沈屹坐在他对面,看着窗外已经开出花苞的樱花树他想以刘建明这个倒头就睡的心态,还真的有可能把今天晚上看到的画面给忘了。
窗外天光已经大亮,他把电脑打开从屏幕上找到了一个文件夹。
那里面是他从内部系统里拷贝出来的海丰区焚尸案的现场照片,他已经很久没有打开看过了,虽然里面的每个细节,每一句话他都已经背了下来。
就这样盯着看了很久,久到派出所的同事们陆陆续续的已经开始上班。
刘建明也醒了,他把屏幕关上看着刘建明道,“建明,你等会清醒清醒去查一下李建设的行踪。”

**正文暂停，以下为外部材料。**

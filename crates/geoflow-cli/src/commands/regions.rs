use std::path::Path;

use geoflow_core::RegionId;
use geoflow_solver::{RegionIndexer, SolverError};
use geoflow_store::{DatacenterRow, MetricsSource, Table};

use super::open_store;

/// Index the datacenter catalog the way a solve does.
pub fn catalog(source: &dyn MetricsSource) -> Result<RegionIndexer, SolverError> {
    let rows = source
        .scan_rows(Table::DatacenterInfo, "")
        .map_err(SolverError::StoreUnavailable)?;
    let ids = rows
        .into_iter()
        .map(|(key, row)| {
            serde_json::from_value::<DatacenterRow>(row)
                .map(|dc| RegionId::new(dc.provider, dc.region_code))
                .map_err(|e| SolverError::SchemaMismatch {
                    table: Table::DatacenterInfo.name().to_string(),
                    key,
                    reason: e.to_string(),
                })
        })
        .collect::<Result<Vec<_>, _>>()?;
    Ok(RegionIndexer::new(ids))
}

pub fn regions(store_path: &Path) -> anyhow::Result<()> {
    let store = open_store(store_path)?;
    let indexer = catalog(&store)?;
    for (index, region) in indexer.iter() {
        println!("{index}\t{region}");
    }
    Ok(())
}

脸上带着压痕,刘建明愣了一下,“沈哥,这个案子重案组不是接手了吗?”
“对,是移交了。”沈屹道,“但是前期信息采集还是我们辖区派出所的事情。”
“死者家属的情况,最近有没有回来过,邻居又看到了什么这些都归我们来查。”
刘建明点点头,喝了一口茶杯里已经变凉的隔夜茶,打开了电脑。
沈屹站在饮水机前接了一杯热水,走到窗边看着窗外的景色,他觉得自己现在太过于紧绷着了,想让自己放空一下。
看着在窗外槐花树上驻窝的斑鸠看的出神,沈屹的手机震动了一下,把手机拿出来看了看,是陈锐。
‘屹哥,门框的划痕和指甲里的烟灰都已经确认了,陶组和我说让我谢谢你。’
他没有选择回复。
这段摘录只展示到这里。